Scorsese concludes his homage piece with his favorite Ray moments. One is the scene in Pather Panchali where young Durga and Apu run through the village meadows and notice a train whistling by in the distance, describing it as a master shot conceived by a thinking maker and executed brilliantly by Subrato Mitra whom he acknowledges as one of the leading cinematographers of the international cinema. Another is of a young Apu sitting by a pond, hands folded, head down, weeping out his heart, remembering his late mother in Aparajito—perhaps, the greatest Ray shot he ever saw…
Martin Scorsese may well be summing up west’s view of the Indian master.

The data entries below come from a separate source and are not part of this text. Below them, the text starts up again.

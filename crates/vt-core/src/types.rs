//! Identifier newtypes shared across the workspace.

use std::fmt;

use serde::{Deserialize, Serialize};

/// Host-assigned tab identifier.
#[derive(
    Debug, Clone, Copy, PartialEq, Eq, Hash, PartialOrd, Ord, Serialize, Deserialize, Default,
)]
#[serde(transparent)]
pub struct TabId(pub i64);

impl fmt::Display for TabId {
    fn fmt(&self, f: &mut fmt::Formatter<'_>) -> fmt::Result {
        write!(f, "{}", self.0)
    }
}

/// Host-assigned window identifier.
#[derive(
    Debug, Clone, Copy, PartialEq, Eq, Hash, PartialOrd, Ord, Serialize, Deserialize, Default,
)]
#[serde(transparent)]
pub struct WindowId(pub i64);

impl fmt::Display for WindowId {
    fn fmt(&self, f: &mut fmt::Formatter<'_>) -> fmt::Result {
        write!(f, "{}", self.0)
    }
}

/// Visit identity: composite of the owning tab and the start timestamp.
///
/// Unique within a session as long as a tab starts at most one visit per
/// millisecond, which the per-tab state machine guarantees.
#[derive(Debug, Clone, PartialEq, Eq, Hash, Serialize, Deserialize)]
#[serde(transparent)]
pub struct VisitId(String);

impl VisitId {
    #[must_use]
    pub fn new(tab: TabId, start_millis: i64) -> Self {
        Self(format!("{}-{start_millis}", tab.0))
    }

    #[must_use]
    pub fn as_str(&self) -> &str {
        &self.0
    }
}

impl fmt::Display for VisitId {
    fn fmt(&self, f: &mut fmt::Formatter<'_>) -> fmt::Result {
        f.write_str(&self.0)
    }
}

impl AsRef<str> for VisitId {
    fn as_ref(&self) -> &str {
        &self.0
    }
}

I have not known any film school in the world where Ray is a campus hero. He is far too disciplined for modern students. That would include the FTII as well as the other one in his own city of Calcutta, which was started after his death and named (much against his suspicion of film schools) after him, Satyajit Ray Institute of Film and Television (SRFTI). The campus hero’s position in these institutions is reserved for Ritwick Ghatak, which is understandable. The intense Ritwickda is so much easier and much more fun to emulate—success on the screen is besides the point—than the hard-as-nails taskmaster like Ray.
Just before I left the Institute in 2006, FTII hosted a 2-day seminar on What ails the screenplay of Indian films. All the leading scriptwriters from Mumbai—which means all those responsible for the uneven quality of scripts in the first place—assembled and addressing a houseful of students prescribed grandiose remedies to one another in the abstract. Quietly—as if on duty—Professor Bahadur entered and exited the theatre unseen like a guest from another world, from another times. No one brought up the issue of Hindi cinema’s routine stealing of plots from Hollywood. Not one thought it fit to make a mention of Ray or any of his screenplays to learn from.
As little Apu stood watching at the end of Pather Panchali, the scum had converged from all sides and obliterated all traces of the jewel underneath.